The groans of the wounded, mingled with the roaring and
growling of the great beasts which the noise and firelight had
attracted, kept sleep, except in its most fitful form, from the
tired eyes. It was a sad and hungry party that lay through the
long night praying for dawn.
The blacks who had seized D'Arnot had not waited to participate
in the fight which followed, but instead had dragged their
prisoner a little way through the jungle and then struck
the trail further on beyond the scene of the fighting in which
their fellows were engaged.
They hurried him along, the sounds of battle growing fainter
and fainter as they drew away from the contestants until there
suddenly broke upon D'Arnot's vision a good-sized clearing
at one end of which stood a thatched and palisaded village.
It was now dusk, but the watchers at the gate saw the
approaching trio and distinguished one as a prisoner ere they
reached the portals.
A cry went up within the palisade. A great throng of
women and children rushed out to meet the party.
And then began for the French officer the most terrifying
experience which man can encounter upon earth--the reception
of a white prisoner into a village of African cannibals.
To add to the fiendishness of their cruel savagery was the
poignant memory of still crueler barbarities practiced upon
them and theirs by the white officers of that arch hypocrite,
Leopold II of Belgium, because of whose atrocities they had
fled the Congo Free State--a pitiful remnant of what once
had been a mighty tribe.
They fell upon D'Arnot tooth and nail, beating him with
sticks and stones and tearing at him with claw-like hands.
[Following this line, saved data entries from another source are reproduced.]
// HTTP routes configuration

use super::handlers::{
    analyze_handler, health_handler, metrics_handler, not_found_handler, sample_handler,
};
use super::middleware::{request_id_layers, require_bearer};
use crate::analysis::MenuAnalyzer;
use crate::config::AppConfig;
use crate::error::{AppError, Result};
use crate::provider::OpenRouterClient;
use axum::extract::DefaultBodyLimit;
use axum::http::header::{AUTHORIZATION, CONTENT_TYPE};
use axum::http::{HeaderValue, Method};
use axum::middleware::from_fn_with_state;
use axum::routing::{get, post};
use axum::Router;
use std::sync::Arc;
use tower_http::cors::CorsLayer;
use tower_http::services::ServeDir;
use tower_http::trace::TraceLayer;

pub type Analyzer = MenuAnalyzer<OpenRouterClient>;

#[derive(Clone)]
pub struct AppState {
    pub config: Arc<AppConfig>,
    pub analyzer: Arc<Analyzer>,
}

pub fn create_router(config: AppConfig, analyzer: Analyzer) -> Result<Router> {
    let public_path = config.upload.public_path.trim_end_matches('/').to_string();
    if !public_path.starts_with('/') || public_path.len() < 2 {
        return Err(AppError::Config(format!(
            "upload.public_path must be a non-root absolute path, got {:?}",
            config.upload.public_path
        )));
    }

    let cors = cors_layer(config.auth.allowed_origin.as_deref())?;
    let body_limit = config.upload.max_bytes;
    let uploads = ServeDir::new(&config.upload.dir);

    let state = AppState {
        config: Arc::new(config),
        analyzer: Arc::new(analyzer),
    };

    let menu = Router::new()
        .route(
            "/analyze",
            post(analyze_handler).route_layer(from_fn_with_state(state.clone(), require_bearer)),
        )
        .route("/sample", get(sample_handler));

    let (set_request_id, propagate_request_id) = request_id_layers();

    let app = Router::new()
        .route("/health", get(health_handler))
        .route("/api/health", get(health_handler))
        .route("/metrics", get(metrics_handler))
        .nest("/api/menu", menu)
        .nest_service(&public_path, uploads)
        .fallback(not_found_handler)
        .layer(DefaultBodyLimit::max(body_limit))
        .layer(cors)
        .layer(TraceLayer::new_for_http())
        .layer(propagate_request_id)
        .layer(set_request_id)
        .with_state(state);

    Ok(app)
}

fn cors_layer(allowed_origin: Option<&str>) -> Result<CorsLayer> {
    let Some(origin) = allowed_origin else {
        return Ok(CorsLayer::permissive());
    };

    let origin = origin
        .parse::<HeaderValue>()
        .map_err(|e| AppError::Config(format!("Invalid allowed_origin {:?}: {}", origin, e)))?;

    Ok(CorsLayer::new()
        .allow_origin(origin)
        .allow_methods([Method::GET, Method::POST])
        .allow_headers([AUTHORIZATION, CONTENT_TYPE])
        .allow_credentials(true))
}
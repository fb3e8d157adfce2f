// OpenAI-style chat-completions wire types (OpenRouter dialect)

use serde::{Deserialize, Serialize};

#[derive(Debug, Clone, Serialize)]
pub struct ChatCompletionRequest {
    pub model: String,
    pub messages: Vec<ChatMessage>,
}

#[derive(Debug, Clone, Serialize)]
pub struct ChatMessage {
    pub role: String,
    pub content: Vec<ContentPart>,
}

/// A multimodal content part.
#[derive(Debug, Clone, Serialize)]
#[serde(tag = "type", rename_all = "snake_case")]
pub enum ContentPart {
    Text { text: String },
    ImageUrl { image_url: ImageUrl },
}

#[derive(Debug, Clone, Serialize)]
pub struct ImageUrl {
    pub url: String,
}

impl ChatCompletionRequest {
    /// Single user turn carrying the instruction text and one image.
    pub fn vision(model: &str, prompt: &str, image_url: String) -> Self {
        Self {
            model: model.to_string(),
            messages: vec![ChatMessage {
                role: "user".to_string(),
                content: vec![
                    ContentPart::Text {
                        text: prompt.to_string(),
                    },
                    ContentPart::ImageUrl {
                        image_url: ImageUrl { url: image_url },
                    },
                ],
            }],
        }
    }
}

#[derive(Debug, Clone, Deserialize)]
pub struct ChatCompletionResponse {
    #[serde(default)]
    pub choices: Vec<Choice>,
    /// OpenRouter reports some upstream failures in a 200 body.
    #[serde(default)]
    pub error: Option<ErrorBody>,
}

#[derive(Debug, Clone, Deserialize)]
pub struct Choice {
    pub message: AssistantMessage,
}

#[derive(Debug, Clone, Deserialize)]
pub struct AssistantMessage {
    #[serde(default)]
    pub content: Option<String>,
}

#[derive(Debug, Clone, Deserialize)]
pub struct ErrorBody {
    #[serde(default)]
    pub code: Option<serde_json::Value>,
    #[serde(default)]
    pub message: Option<String>,
}

impl ErrorBody {
    /// Numeric error code, whether sent as a number or a string.
    pub fn status(&self) -> Option<u16> {
        match self.code.as_ref()? {
            serde_json::Value::Number(n) => n.as_u64().and_then(|c| u16::try_from(c).ok()),
            serde_json::Value::String(s) => s.parse().ok(),
            _ => None,
        }
    }
}
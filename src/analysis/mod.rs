//! Menu photo analysis.
//!
//! Control flow per request:
//! preprocess → ordered model fallback → payload extraction → normalization,
//! with the fixed sample analysis substituted whenever no model answer is
//! usable.
//!
//! # Submodules
//!
//! - `models`: canonical result types.
//! - `preprocess`: resize and JPEG re-encode for model input.
//! - `extract`: recovery of the JSON payload from completion text.
//! - `normalize`: coercion of untrusted payloads into the canonical shape.
//! - `mock`: fixed sample analysis.
//! - `pipeline`: the `MenuAnalyzer` tying it together.

pub mod extract;
pub mod mock;
pub mod models;
pub mod normalize;
mod pipeline;
pub mod preprocess;
pub mod prompt;

pub use mock::sample_analysis;
pub use models::{AnalyzeResponse, MenuAnalysis, MenuItem, Recommendation};
pub use pipeline::MenuAnalyzer;
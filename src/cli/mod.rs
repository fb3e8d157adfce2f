// CLI module for menuscan

use clap::Parser;

/// menuscan - menu photo nutrition analysis service
#[derive(Parser, Debug)]
#[command(name = "menuscan", version, about, long_about = None)]
pub struct Args {
    /// Path to a TOML config file (default: ~/.menuscan/config.toml if present)
    #[arg(long, short)]
    pub config: Option<String>,

    /// Address to bind, overrides server.host
    #[arg(long)]
    pub host: Option<String>,

    /// Port to listen on, overrides server.port
    #[arg(long, short)]
    pub port: Option<u16>,

    /// Print the sample analysis as JSON and exit
    #[arg(long)]
    pub sample: bool,
}

impl Args {
    /// Apply flag overrides on top of the loaded configuration.
    pub fn apply(&self, config: &mut crate::config::AppConfig) {
        if let Some(host) = &self.host {
            config.server.host = host.clone();
        }
        if let Some(port) = self.port {
            config.server.port = port;
        }
    }
}

#[cfg(test)]
mod tests {
    use super::*;
    use crate::config::AppConfig;

    #[test]
    fn test_flags_override_config() {
        let args = Args::parse_from(["menuscan", "--port", "9090", "--host", "0.0.0.0"]);
        let mut config = AppConfig::default();
        args.apply(&mut config);

        assert_eq!(config.server.port, 9090);
        assert_eq!(config.server.host, "0.0.0.0");
    }

    #[test]
    fn test_no_flags_keep_config() {
        let args = Args::parse_from(["menuscan"]);
        let mut config = AppConfig::default();
        args.apply(&mut config);

        assert_eq!(config.server.port, 5000);
        assert!(!args.sample);
    }
}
Every vestige of clothing was torn from him, and the merciless
blows fell upon his bare and quivering flesh. But not
once did the Frenchman cry out in pain. He breathed a silent
prayer that he be quickly delivered from his torture.
But the death he prayed for was not to be so easily had.
Soon the warriors beat the women away from their prisoner.
He was to be saved for nobler sport than this, and the first
wave of their passion having subsided they contented themselves
with crying out taunts and insults and spitting upon him.
Presently they reached the center of the village. There
D'Arnot was bound securely to the great post from which no
live man had ever been released.
A number of the women scattered to their several huts to
fetch pots and water, while others built a row of fires on
which portions of the feast were to be boiled while the balance
would be slowly dried in strips for future use, as they
expected the other warriors to return with many prisoners.
The festivities were delayed awaiting the return of the warriors
who had remained to engage in the skirmish with the white men,
so that it was quite late when all were in the village,
and the dance of death commenced to circle around the
doomed officer.
Half fainting from pain and exhaustion, D'Arnot watched from
beneath half-closed lids what seemed but the vagary of delirium,
or some horrid nightmare from which he must soon awake.
The bestial faces, daubed with color--the huge mouths and
flabby hanging lips--the yellow teeth, sharp filed--the rolling,
demon eyes--the shining naked bodies--the cruel spears.
Surely no such creatures really existed upon earth--he must
indeed be dreaming.
The savage, whirling bodies circled nearer. Now a spear
sprang forth and touched his arm. The sharp pain and the
feel of hot, trickling blood assured him of the awful
reality of his hopeless position.
Another spear and then another touched him. He closed
his eyes and held his teeth firm set--he would not cry out.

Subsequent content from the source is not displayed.